## [WHAT THE TASK REQUIRES]
Word for word, restate the entries below from their first line through the line that contains "let targets = difficulty_targets(count, dist);".

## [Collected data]
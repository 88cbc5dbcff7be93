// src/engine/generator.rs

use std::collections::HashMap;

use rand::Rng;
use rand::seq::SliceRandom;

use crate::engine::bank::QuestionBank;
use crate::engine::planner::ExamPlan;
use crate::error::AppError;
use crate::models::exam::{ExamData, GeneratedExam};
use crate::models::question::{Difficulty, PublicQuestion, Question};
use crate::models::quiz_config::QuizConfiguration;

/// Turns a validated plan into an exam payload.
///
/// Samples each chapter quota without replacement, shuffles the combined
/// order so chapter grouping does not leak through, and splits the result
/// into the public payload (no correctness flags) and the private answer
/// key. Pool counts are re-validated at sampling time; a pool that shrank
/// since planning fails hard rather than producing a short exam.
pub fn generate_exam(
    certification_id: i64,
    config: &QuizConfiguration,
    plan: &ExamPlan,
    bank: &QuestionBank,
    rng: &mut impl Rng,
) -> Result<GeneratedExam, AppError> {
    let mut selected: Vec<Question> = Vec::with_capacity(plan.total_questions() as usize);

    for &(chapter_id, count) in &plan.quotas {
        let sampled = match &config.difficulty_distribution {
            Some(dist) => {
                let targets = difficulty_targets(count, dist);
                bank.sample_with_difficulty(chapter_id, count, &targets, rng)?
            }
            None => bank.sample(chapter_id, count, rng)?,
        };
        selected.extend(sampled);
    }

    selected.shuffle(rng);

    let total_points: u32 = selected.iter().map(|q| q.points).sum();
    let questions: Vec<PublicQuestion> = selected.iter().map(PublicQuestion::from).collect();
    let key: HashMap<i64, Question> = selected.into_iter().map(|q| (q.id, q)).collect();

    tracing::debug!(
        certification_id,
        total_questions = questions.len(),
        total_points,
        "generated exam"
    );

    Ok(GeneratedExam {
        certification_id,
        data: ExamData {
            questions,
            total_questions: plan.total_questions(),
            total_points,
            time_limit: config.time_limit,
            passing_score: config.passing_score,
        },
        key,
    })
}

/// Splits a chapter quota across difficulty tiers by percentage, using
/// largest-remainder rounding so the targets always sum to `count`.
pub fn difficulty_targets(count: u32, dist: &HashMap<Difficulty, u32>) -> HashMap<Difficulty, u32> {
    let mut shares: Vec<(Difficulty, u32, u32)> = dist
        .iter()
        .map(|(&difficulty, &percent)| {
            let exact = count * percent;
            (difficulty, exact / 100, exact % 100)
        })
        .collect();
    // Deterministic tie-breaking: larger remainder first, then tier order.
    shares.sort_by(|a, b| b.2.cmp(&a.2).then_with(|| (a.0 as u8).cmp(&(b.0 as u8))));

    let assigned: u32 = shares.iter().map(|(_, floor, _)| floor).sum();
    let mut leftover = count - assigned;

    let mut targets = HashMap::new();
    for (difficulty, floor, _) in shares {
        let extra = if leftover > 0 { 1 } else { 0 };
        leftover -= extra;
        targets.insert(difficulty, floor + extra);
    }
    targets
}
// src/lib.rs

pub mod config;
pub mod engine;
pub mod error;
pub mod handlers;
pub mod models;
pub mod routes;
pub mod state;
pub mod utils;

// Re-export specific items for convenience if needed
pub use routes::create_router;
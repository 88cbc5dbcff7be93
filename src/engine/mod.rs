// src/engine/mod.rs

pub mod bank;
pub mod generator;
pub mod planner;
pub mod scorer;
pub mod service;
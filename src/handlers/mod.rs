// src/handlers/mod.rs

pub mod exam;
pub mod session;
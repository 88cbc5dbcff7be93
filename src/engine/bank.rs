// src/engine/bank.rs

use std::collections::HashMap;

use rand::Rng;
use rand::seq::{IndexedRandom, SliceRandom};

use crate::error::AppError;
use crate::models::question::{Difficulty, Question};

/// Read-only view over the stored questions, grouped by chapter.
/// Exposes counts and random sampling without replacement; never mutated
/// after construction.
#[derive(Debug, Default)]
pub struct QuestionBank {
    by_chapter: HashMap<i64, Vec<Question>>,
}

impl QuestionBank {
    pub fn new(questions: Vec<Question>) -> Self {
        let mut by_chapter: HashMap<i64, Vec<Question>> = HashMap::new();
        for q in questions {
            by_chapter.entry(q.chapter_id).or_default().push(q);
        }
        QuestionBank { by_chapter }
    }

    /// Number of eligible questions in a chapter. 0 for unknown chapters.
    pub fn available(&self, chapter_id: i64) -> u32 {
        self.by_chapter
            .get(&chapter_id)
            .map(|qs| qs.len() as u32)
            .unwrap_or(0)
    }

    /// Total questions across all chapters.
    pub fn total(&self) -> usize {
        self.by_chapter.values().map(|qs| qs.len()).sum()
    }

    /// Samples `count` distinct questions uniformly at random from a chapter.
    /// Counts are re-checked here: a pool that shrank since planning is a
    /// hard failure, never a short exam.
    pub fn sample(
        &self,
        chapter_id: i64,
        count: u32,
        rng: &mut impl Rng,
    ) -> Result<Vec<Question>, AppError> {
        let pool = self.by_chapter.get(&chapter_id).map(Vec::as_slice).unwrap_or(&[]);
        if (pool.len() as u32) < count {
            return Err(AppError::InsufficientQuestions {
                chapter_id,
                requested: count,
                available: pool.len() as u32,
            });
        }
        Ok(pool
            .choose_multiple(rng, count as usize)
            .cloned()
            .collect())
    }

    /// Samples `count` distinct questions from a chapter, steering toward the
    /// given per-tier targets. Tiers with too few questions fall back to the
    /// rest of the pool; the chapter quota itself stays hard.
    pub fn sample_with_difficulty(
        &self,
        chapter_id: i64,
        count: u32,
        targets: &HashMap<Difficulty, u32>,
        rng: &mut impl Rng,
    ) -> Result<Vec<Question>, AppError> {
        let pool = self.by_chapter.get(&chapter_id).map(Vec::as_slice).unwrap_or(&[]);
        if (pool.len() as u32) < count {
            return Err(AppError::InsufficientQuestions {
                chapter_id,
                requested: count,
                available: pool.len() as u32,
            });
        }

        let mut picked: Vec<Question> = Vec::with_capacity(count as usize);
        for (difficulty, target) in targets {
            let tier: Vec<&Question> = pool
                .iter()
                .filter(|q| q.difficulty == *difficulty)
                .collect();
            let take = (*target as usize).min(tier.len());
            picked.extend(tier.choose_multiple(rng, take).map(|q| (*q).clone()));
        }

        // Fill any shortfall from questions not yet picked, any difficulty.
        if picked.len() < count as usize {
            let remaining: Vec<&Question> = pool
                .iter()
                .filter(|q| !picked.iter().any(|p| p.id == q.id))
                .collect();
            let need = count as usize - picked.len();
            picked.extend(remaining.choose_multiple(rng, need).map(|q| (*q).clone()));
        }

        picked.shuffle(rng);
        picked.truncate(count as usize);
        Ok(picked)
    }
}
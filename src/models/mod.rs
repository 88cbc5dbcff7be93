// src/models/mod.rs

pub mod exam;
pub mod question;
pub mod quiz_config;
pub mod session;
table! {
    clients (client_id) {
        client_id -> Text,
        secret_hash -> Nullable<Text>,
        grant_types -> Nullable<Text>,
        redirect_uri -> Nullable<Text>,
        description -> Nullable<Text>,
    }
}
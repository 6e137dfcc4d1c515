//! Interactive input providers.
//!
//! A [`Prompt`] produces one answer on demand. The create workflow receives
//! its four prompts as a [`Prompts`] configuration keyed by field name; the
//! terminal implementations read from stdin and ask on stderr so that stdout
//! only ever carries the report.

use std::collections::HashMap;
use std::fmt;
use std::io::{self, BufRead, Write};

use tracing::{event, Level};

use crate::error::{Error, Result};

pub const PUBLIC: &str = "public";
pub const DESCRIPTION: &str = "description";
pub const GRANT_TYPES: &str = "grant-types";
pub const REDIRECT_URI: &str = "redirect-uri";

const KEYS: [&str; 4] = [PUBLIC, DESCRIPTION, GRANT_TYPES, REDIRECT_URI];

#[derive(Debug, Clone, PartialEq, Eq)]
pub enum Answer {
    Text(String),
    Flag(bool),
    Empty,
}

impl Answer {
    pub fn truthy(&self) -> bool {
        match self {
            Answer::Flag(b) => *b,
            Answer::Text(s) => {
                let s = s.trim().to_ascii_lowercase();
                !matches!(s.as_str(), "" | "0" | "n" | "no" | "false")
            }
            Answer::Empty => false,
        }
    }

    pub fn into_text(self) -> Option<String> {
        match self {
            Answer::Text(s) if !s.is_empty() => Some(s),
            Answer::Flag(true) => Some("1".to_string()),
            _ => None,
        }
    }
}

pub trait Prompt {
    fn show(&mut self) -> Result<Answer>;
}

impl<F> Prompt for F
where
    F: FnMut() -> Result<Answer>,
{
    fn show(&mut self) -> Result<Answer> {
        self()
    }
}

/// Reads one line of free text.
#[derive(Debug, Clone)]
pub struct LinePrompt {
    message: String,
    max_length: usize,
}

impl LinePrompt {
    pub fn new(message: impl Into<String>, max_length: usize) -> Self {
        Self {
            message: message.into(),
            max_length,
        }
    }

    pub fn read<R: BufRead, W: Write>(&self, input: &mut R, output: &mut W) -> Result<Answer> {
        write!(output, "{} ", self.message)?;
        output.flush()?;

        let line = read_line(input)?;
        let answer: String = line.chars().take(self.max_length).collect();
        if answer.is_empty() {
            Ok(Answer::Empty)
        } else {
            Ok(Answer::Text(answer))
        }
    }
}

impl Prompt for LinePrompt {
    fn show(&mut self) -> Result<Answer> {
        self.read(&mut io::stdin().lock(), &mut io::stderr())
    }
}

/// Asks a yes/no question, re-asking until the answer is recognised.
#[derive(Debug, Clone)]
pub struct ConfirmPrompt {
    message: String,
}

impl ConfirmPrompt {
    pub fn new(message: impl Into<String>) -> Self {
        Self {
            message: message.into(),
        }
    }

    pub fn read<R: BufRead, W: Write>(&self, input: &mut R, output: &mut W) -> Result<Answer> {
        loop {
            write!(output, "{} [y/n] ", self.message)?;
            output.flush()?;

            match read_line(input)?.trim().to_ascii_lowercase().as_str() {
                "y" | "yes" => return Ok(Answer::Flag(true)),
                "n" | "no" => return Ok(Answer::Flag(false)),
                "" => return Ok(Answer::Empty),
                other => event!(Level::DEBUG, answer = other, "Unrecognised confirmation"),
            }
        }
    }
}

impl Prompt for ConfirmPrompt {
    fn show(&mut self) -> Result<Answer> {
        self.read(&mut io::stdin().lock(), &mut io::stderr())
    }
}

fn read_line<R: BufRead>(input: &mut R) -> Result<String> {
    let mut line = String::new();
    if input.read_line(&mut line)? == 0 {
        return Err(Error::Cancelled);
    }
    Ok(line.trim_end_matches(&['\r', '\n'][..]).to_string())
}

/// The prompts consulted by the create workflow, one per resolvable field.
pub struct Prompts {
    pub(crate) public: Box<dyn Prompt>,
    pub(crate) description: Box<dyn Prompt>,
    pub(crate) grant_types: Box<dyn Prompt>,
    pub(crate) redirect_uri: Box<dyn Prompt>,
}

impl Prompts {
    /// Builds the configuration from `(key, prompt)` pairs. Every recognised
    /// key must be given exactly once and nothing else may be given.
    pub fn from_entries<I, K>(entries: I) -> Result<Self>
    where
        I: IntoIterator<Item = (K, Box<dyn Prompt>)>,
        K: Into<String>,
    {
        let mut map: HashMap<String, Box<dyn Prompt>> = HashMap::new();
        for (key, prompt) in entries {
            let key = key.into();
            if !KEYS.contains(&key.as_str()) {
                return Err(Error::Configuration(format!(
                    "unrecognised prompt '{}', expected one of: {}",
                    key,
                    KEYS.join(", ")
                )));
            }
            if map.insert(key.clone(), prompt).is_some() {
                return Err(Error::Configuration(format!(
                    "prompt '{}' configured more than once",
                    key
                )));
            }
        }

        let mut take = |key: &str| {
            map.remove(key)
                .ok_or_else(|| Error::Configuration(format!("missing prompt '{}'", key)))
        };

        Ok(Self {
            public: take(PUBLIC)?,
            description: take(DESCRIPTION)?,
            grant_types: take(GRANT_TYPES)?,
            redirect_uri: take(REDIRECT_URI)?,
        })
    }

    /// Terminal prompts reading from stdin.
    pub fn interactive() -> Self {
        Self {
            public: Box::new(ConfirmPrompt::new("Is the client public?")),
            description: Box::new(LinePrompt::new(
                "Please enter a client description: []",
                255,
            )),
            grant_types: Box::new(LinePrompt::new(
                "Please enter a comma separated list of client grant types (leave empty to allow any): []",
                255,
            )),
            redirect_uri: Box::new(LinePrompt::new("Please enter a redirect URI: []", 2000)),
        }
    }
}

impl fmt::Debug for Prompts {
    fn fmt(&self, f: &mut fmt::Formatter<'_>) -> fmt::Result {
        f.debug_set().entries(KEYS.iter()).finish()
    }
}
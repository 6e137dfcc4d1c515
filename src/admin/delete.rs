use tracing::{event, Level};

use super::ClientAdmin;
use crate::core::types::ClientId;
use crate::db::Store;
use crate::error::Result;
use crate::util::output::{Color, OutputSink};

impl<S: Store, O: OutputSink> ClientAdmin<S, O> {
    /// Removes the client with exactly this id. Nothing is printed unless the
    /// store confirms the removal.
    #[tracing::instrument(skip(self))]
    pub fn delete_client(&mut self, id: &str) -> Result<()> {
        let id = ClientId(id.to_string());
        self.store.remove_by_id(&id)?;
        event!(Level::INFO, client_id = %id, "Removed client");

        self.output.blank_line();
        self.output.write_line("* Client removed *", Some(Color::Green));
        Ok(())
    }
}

## [EXERCISE ANSWER]
repository 88cbc5dbcff7be93
// src/engine/generator.rs

use std::collections::HashMap;

use rand::Rng;
use rand::seq::SliceRandom;

use crate::engine::bank::QuestionBank;
use crate::engine::planner::ExamPlan;
use crate::error::AppError;
use crate::models::exam::{ExamData, GeneratedExam};
use crate::models::question::{Difficulty, PublicQuestion, Question};
use crate::models::quiz_config::QuizConfiguration;

/// Turns a validated plan into an exam payload.
///
/// Samples each chapter quota without replacement, shuffles the combined
/// order so chapter grouping does not leak through, and splits the result
/// into the public payload (no correctness flags) and the private answer
/// key. Pool counts are re-validated at sampling time; a pool that shrank
/// since planning fails hard rather than producing a short exam.
pub fn generate_exam(
    certification_id: i64,
    config: &QuizConfiguration,
    plan: &ExamPlan,
    bank: &QuestionBank,
    rng: &mut impl Rng,
) -> Result<GeneratedExam, AppError> {
    let mut selected: Vec<Question> = Vec::with_capacity(plan.total_questions() as usize);

    for &(chapter_id, count) in &plan.quotas {
        let sampled = match &config.difficulty_distribution {
            Some(dist) => {
                let targets = difficulty_targets(count, dist);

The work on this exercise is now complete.